And then Anais dies. Garrus is at CSec, working on reforms and making sure the processes are about taking care of people and trying to flush out corruption. It flashes across nearly every vidscreen in the room: SSV NORMANDY ATTACKED. COMMANDER SHEPARD LOST. Garrus has to watch, then, as Anais is lauded for a few months, and then swept under the rug. It’s like this force of nature never even existed for so many others, but not for him. Corruption continues in CSec, his efforts earn him reprimands, and it all becomes too much. He hands in his badge and goes to Omega. Builds up his band of comrades, just like Shepard. He fights for normal people, to give them better lives and to keep the bullies off their backs. Just like Shepard. But Sidonis is there, and eventually he betrays them all. Garrus, now Archangel, is devastated. He’s tried so hard to hold onto what Anais had taught him, and now, at the same age she was when she died, he’s ready for one last battle, with all of the gangs of Omega, and he doesn’t care if he dies, because there’ll be less bullies in the world and the only collateral damage will be him. He’s already lost his team, he won’t let there be anyone else left behind, no others unnecessarily sacrificed. He may be dealing in an arithmetic of death, but it’s about how many he can take out before he goes.
Instead, someone breaks through the gangs’ lines. Someone with a build and a gate and a way of sniping on the move that is so familiar to Garrus, but he can’t let himself believe it. Lots of people have dark hair and big noses (but he still remembers what she looked like, two years ago, and he knows its her even though he tells himself it’s not). But suddenly she’s there, and it’s his chance to be cool and show her how he’s grown, and she does look exactly the same up close, except for these lingering scars. When the gunship takes him down briefly, he thinks it’s ironic that now they even share facial scars.
As they catch up, Garrus starts to realize how much /he’s/ grown. They’re the same age now, he keeps reminding himself, because Anais is still 27, and two years spent as little more than cells in a lab don’t include birthdays. Anais is seeing it too, and part of her is sad, because she knows Garrus has been through so much to make him the way he is. The loss of his team hurts her. But Garrus is tougher than she expected, and he took her lessons to heart, even if he’s interpreted some of them in his own ways. As Anais feels more hopeless, pulled more deeply into Cerberus and into a way of things that she doesn’t like, she finds herself forced to be angry. To choose some of the options she might not have chosen before. Her scars are mostly healed, and the strange light has left them, but her face is still newly knitted flesh. It’s Garrus who tries to soften Anais now, because in those two years he’s gained an understanding of hope and hopelessness that he never had before.  

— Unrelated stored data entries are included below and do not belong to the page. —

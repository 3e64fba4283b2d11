//! Software [`DrawingSurface`] drawing into a [`Framebuffer`].
//!
//! Text is drawn as one solid block per visible character, which is enough
//! to see where labels land. [`RasterBackend`] gives every plot of a grid a
//! raster surface, and [`PlotGrid::snapshot`] composes them into one image of
//! the whole window.

use std::sync::Arc;

use batuta_common::display::WithDimensions;
use tracing::debug;

use crate::backend::headless::{cell_size, HeadlessWindow, WindowStats};
use crate::color::{Color, Rgba};
use crate::config::GridConfig;
use crate::error::Result;
use crate::geometry::{Point, Rect, Size};
use crate::grid::{window_size, Backend, GridLayout, PlotGrid};
use crate::render::{draw_line, fill_rect, Framebuffer, PixelRect};
use crate::surface::{DrawingSurface, LineStyle};

/// Horizontal advance of one character.
pub const GLYPH_ADVANCE: f32 = 7.0;
/// Width of the block drawn for one character.
pub const GLYPH_WIDTH: f32 = 5.0;
/// Height of the block drawn for one character, above the baseline.
pub const GLYPH_HEIGHT: f32 = 7.0;
/// Height reported by `measure_text`.
pub const LINE_HEIGHT: f32 = 12.0;

/// Raster backend for one plot widget.
#[derive(Debug, Clone)]
pub struct RasterSurface {
    geometry: Rect,
    fb: Framebuffer,
    clips: Vec<PixelRect>,
    color: Color,
    color_stack: Vec<Color>,
    style: LineStyle,
    background: Rgba,
}

fn pixel_dims(size: Size) -> (u32, u32) {
    (size.width.round().max(1.0) as u32, size.height.round().max(1.0) as u32)
}

impl RasterSurface {
    /// Surface of `width × height` pixels at the window origin, white background.
    ///
    /// # Errors
    ///
    /// Returns an error if either dimension is zero.
    pub fn new(width: u32, height: u32) -> Result<Self> {
        let mut fb = Framebuffer::new(width, height)?;
        fb.clear(Rgba::WHITE);
        Ok(Self {
            geometry: Rect::new(0.0, 0.0, width as f32, height as f32),
            fb,
            clips: Vec::new(),
            color: Color::Black,
            color_stack: Vec::new(),
            style: LineStyle::Solid,
            background: Rgba::WHITE,
        })
    }

    /// Background used by [`DrawingSurface::begin_frame`].
    pub fn set_background(&mut self, background: Rgba) {
        self.background = background;
        self.fb.clear(background);
    }

    /// Current background.
    #[must_use]
    pub fn background(&self) -> Rgba {
        self.background
    }

    /// Pixels of the last frame.
    #[must_use]
    pub fn framebuffer(&self) -> &Framebuffer {
        &self.fb
    }

    fn clip(&self) -> PixelRect {
        let full = PixelRect::full(self.fb.width(), self.fb.height());
        self.clips.iter().fold(full, |acc, c| acc.intersect(c))
    }

    /// Window position to buffer pixel space.
    fn local(&self, p: Point) -> (f32, f32) {
        (p.x - self.geometry.x, p.y - self.geometry.y)
    }

    fn local_rect(&self, origin: Point, size: Size) -> PixelRect {
        PixelRect::from_rect(Rect::new(
            origin.x - self.geometry.x,
            origin.y - self.geometry.y,
            size.width,
            size.height,
        ))
    }

    fn resize_buffer(&mut self) {
        let (width, height) = pixel_dims(self.geometry.size());
        if (width, height) == (self.fb.width(), self.fb.height()) {
            return;
        }
        if let Ok(mut fb) = Framebuffer::new(width, height) {
            fb.clear(self.background);
            self.fb = fb;
        }
    }
}

impl WithDimensions for RasterSurface {
    fn set_dimensions(&mut self, width: u32, height: u32) {
        self.set_size(Size::new(width as f32, height as f32));
    }
}

impl DrawingSurface for RasterSurface {
    fn width(&self) -> f32 {
        self.geometry.width
    }

    fn height(&self) -> f32 {
        self.geometry.height
    }

    fn x_position(&self) -> f32 {
        self.geometry.x
    }

    fn y_position(&self) -> f32 {
        self.geometry.y
    }

    fn set_size(&mut self, size: Size) {
        self.geometry.width = size.width;
        self.geometry.height = size.height;
        self.resize_buffer();
    }

    fn set_position(&mut self, position: Point) {
        self.geometry.x = position.x;
        self.geometry.y = position.y;
    }

    fn push_clip(&mut self, origin: Point, size: Size) {
        let rect = self.local_rect(origin, size);
        self.clips.push(rect);
    }

    fn pop_clip(&mut self) {
        self.clips.pop();
    }

    fn start_line(&mut self) {}

    fn draw_line_segment(&mut self, start: Point, end: Point) {
        let (start, end) = (self.local(start), self.local(end));
        let clip = self.clip();
        let dotted = self.style == LineStyle::Dotted;
        let color = self.color.to_rgba();
        draw_line(&mut self.fb, start, end, color, &clip, dotted);
    }

    fn end_line(&mut self) {}

    fn set_line_style(&mut self, style: LineStyle) {
        self.style = style;
    }

    fn draw_text(&mut self, text: &str, position: Point, angle: i32) {
        let clip = self.clip();
        let color = self.color.to_rgba();
        let (sin, cos) = (angle as f32).to_radians().sin_cos();
        let origin = Point::new(position.x - self.geometry.x, position.y - self.geometry.y);
        // Local frame: u along the text, v down from the baseline.
        let rotate = |u: f32, v: f32| {
            Point::new(origin.x + u * cos + v * sin, origin.y - u * sin + v * cos)
        };

        for (i, ch) in text.chars().enumerate() {
            if ch.is_whitespace() {
                continue;
            }
            let u0 = i as f32 * GLYPH_ADVANCE;
            let corners = [
                rotate(u0, -GLYPH_HEIGHT),
                rotate(u0 + GLYPH_WIDTH, -GLYPH_HEIGHT),
                rotate(u0, 0.0),
                rotate(u0 + GLYPH_WIDTH, 0.0),
            ];
            let empty = (
                Point::new(f32::INFINITY, f32::INFINITY),
                Point::new(f32::NEG_INFINITY, f32::NEG_INFINITY),
            );
            let (min, max) = corners.iter().fold(empty, |(min, max), p| {
                (
                    Point::new(min.x.min(p.x), min.y.min(p.y)),
                    Point::new(max.x.max(p.x), max.y.max(p.y)),
                )
            });
            let glyph = PixelRect {
                x0: min.x.round() as i32,
                y0: min.y.round() as i32,
                x1: max.x.round() as i32,
                y1: max.y.round() as i32,
            };
            fill_rect(&mut self.fb, &glyph, color, &clip);
        }
    }

    fn measure_text(&mut self, text: &str) -> Size {
        Size::new(text.chars().count() as f32 * GLYPH_ADVANCE, LINE_HEIGHT)
    }

    fn set_color(&mut self, color: Color) {
        self.color = color;
    }

    fn save_color(&mut self) {
        self.color_stack.push(self.color);
    }

    fn restore_color(&mut self) {
        if let Some(color) = self.color_stack.pop() {
            self.color = color;
        }
    }

    fn begin_frame(&mut self) {
        self.clips.clear();
        self.fb.clear(self.background);
    }
}

/// Paste every surface at its window position onto one `width × height` image.
///
/// # Errors
///
/// Returns an error if either dimension is zero.
pub fn compose<'a>(
    surfaces: impl IntoIterator<Item = &'a RasterSurface>,
    width: u32,
    height: u32,
    background: Rgba,
) -> Result<Framebuffer> {
    let mut out = Framebuffer::new(width, height)?;
    out.clear(background);
    for surface in surfaces {
        out.blit(
            surface.framebuffer(),
            surface.geometry.x.round() as i32,
            surface.geometry.y.round() as i32,
        );
    }
    Ok(out)
}

/// Backend whose plots render into [`RasterSurface`]s.
#[derive(Debug)]
pub struct RasterBackend {
    stats: Arc<WindowStats>,
    background: Rgba,
}

impl Default for RasterBackend {
    fn default() -> Self {
        Self {
            stats: Arc::default(),
            background: Rgba::WHITE,
        }
    }
}

impl RasterBackend {
    /// New backend with a white background.
    #[must_use]
    pub fn new() -> Self {
        Self::default()
    }

    /// Background of every plot and of the composed image.
    #[must_use]
    pub fn with_background(mut self, background: Rgba) -> Self {
        self.background = background;
        self
    }

    /// Stats of the window this backend creates.
    #[must_use]
    pub fn stats(&self) -> Arc<WindowStats> {
        Arc::clone(&self.stats)
    }
}

impl Backend for RasterBackend {
    type Surface = RasterSurface;
    type Window = HeadlessWindow;
    type Layout = GridLayout;

    fn create_window(&mut self, _config: &GridConfig) -> HeadlessWindow {
        HeadlessWindow::new(self.stats())
    }

    fn create_layout(&mut self, config: &GridConfig) -> GridLayout {
        GridLayout::new(cell_size(config))
    }

    fn make_surface(&mut self, index: usize, config: &GridConfig) -> Result<RasterSurface> {
        let (width, height) = (config.plot_width, config.plot_height);
        debug!(index, width, height, "raster surface");
        let mut surface = RasterSurface::new(width, height)?;
        surface.set_background(self.background);
        Ok(surface)
    }
}

impl PlotGrid<RasterBackend> {
    /// The whole grid as one image, each plot at its cell.
    ///
    /// Cells whose plot was never created stay background colored.
    ///
    /// # Errors
    ///
    /// Returns an error if the image would be empty.
    pub fn snapshot(&self) -> Result<Framebuffer> {
        let (rows, cols) = self.grid_size();
        let (width, height) = window_size(self.config(), rows, cols);
        self.with_plots(|plots| {
            let surfaces: Vec<_> = plots.iter().flatten().map(|plot| plot.surface()).collect();
            let background = surfaces.first().map_or(Rgba::WHITE, |s| s.background());
            compose(surfaces.iter().map(|s| &**s), width, height, background)
        })
    }
}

When the chance comes to catch up with Sidonis, the two of them find themselves snapping back towards who they were that day so long ago on the Citadel. Garrus, despite his losses, is angry again. /He/ wants vengeance, though he tells himself it’s justice for his /squad/. Anais knows she can’t let him do it, because sole survivors will always blame themselves in the end, and when Sidonis is gone, only the self hate and the feelings of failure will remain. So she stops him. And when he asks her “what do you want from me, Shepard?” she shatters inside, because she realizes suddenly that somehow, she’s falling in love with him, and she knows how he feels. She felt that way on Akuze, felt that way when she faced her commanding officer, felt that way about herself when she failed her team. She wants him to stop blaming himself, but that’s so much to ask.
But he does realize that, deep down. When she looks at him with all the pain of experience, he knows in that moment that she has blamed herself for years, and it’s what she’s afraid will happen to him. It’s the start of something new for Garrus, and he finally listens to those little feelings inside him whenever he sees Anais tying up her waist-length hair, or smiling softly in the corner of the mess hall, or surreptitiously buying a new model ship or fish or hamster. They start to flirt, slowly, both of them pretending this is just a friendship with a little more when they know it isn’t.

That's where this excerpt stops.